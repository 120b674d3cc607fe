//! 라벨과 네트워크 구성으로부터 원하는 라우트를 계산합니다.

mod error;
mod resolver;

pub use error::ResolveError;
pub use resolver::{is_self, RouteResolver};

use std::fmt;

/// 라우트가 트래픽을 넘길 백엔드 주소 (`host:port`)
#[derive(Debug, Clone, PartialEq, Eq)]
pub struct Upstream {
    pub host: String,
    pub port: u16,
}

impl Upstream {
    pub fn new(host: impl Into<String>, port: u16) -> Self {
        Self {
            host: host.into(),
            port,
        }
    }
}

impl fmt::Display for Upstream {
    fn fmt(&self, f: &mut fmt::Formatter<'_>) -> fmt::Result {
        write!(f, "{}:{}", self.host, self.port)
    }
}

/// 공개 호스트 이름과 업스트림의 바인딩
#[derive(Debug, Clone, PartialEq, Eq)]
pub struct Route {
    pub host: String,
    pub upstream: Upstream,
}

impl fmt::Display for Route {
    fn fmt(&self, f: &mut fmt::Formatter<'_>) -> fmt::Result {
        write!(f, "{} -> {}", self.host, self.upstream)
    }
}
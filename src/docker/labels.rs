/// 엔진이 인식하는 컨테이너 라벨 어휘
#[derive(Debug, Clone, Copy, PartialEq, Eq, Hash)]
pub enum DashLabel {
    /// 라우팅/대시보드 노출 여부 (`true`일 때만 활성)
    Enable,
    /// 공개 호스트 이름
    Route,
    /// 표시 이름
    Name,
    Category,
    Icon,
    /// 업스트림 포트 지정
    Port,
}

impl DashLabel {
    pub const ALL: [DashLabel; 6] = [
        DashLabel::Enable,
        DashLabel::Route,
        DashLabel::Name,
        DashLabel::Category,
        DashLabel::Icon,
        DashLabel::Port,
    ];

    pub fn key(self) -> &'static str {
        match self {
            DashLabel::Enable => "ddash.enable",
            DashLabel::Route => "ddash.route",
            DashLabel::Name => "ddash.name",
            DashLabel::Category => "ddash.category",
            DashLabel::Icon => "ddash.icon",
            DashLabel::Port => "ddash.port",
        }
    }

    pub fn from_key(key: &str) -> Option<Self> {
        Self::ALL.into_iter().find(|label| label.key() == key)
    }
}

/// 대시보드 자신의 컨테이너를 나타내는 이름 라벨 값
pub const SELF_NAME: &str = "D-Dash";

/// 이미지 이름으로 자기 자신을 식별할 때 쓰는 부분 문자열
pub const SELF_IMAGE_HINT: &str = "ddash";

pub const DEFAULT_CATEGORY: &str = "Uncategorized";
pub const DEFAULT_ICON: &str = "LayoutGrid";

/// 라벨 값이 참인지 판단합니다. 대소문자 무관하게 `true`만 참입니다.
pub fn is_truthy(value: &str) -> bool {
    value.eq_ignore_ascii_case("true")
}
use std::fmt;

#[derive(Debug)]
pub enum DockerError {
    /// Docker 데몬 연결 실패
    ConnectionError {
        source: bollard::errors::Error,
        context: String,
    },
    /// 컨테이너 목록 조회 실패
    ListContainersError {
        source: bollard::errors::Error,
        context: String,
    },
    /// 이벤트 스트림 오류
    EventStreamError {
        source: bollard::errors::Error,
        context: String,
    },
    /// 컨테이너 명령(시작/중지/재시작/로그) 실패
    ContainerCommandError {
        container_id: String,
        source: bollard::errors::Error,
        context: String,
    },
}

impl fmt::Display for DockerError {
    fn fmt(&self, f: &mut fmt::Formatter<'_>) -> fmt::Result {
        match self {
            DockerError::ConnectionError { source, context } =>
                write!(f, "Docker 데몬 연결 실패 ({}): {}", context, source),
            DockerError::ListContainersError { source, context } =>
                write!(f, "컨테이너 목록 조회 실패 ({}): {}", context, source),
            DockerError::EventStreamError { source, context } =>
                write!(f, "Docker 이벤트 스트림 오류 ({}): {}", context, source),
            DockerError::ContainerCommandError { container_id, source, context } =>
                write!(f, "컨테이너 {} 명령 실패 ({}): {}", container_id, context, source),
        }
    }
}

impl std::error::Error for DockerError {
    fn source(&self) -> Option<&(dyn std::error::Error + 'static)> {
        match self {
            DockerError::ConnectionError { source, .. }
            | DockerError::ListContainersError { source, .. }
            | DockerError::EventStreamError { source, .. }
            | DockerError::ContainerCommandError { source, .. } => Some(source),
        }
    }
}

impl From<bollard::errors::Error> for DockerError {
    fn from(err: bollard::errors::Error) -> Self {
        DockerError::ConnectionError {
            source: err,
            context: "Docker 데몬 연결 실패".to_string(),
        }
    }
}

Task. All lines from the beginning of the material above through the one with "pub enum DashLabel" need to be returned exactly; please return those and only those.

Solution.
repository 120b674d3cc607fe
//! 라벨과 네트워크 구성으로부터 원하는 라우트를 계산합니다.

mod error;
mod resolver;

pub use error::ResolveError;
pub use resolver::{is_self, RouteResolver};

use std::fmt;

/// 라우트가 트래픽을 넘길 백엔드 주소 (`host:port`)
#[derive(Debug, Clone, PartialEq, Eq)]
pub struct Upstream {
    pub host: String,
    pub port: u16,
}

impl Upstream {
    pub fn new(host: impl Into<String>, port: u16) -> Self {
        Self {
            host: host.into(),
            port,
        }
    }
}

impl fmt::Display for Upstream {
    fn fmt(&self, f: &mut fmt::Formatter<'_>) -> fmt::Result {
        write!(f, "{}:{}", self.host, self.port)
    }
}

/// 공개 호스트 이름과 업스트림의 바인딩
#[derive(Debug, Clone, PartialEq, Eq)]
pub struct Route {
    pub host: String,
    pub upstream: Upstream,
}

impl fmt::Display for Route {
    fn fmt(&self, f: &mut fmt::Formatter<'_>) -> fmt::Result {
        write!(f, "{} -> {}", self.host, self.upstream)
    }
}
filename src/docker/labels.rs
/// 엔진이 인식하는 컨테이너 라벨 어휘
#[derive(Debug, Clone, Copy, PartialEq, Eq, Hash)]
pub enum DashLabel {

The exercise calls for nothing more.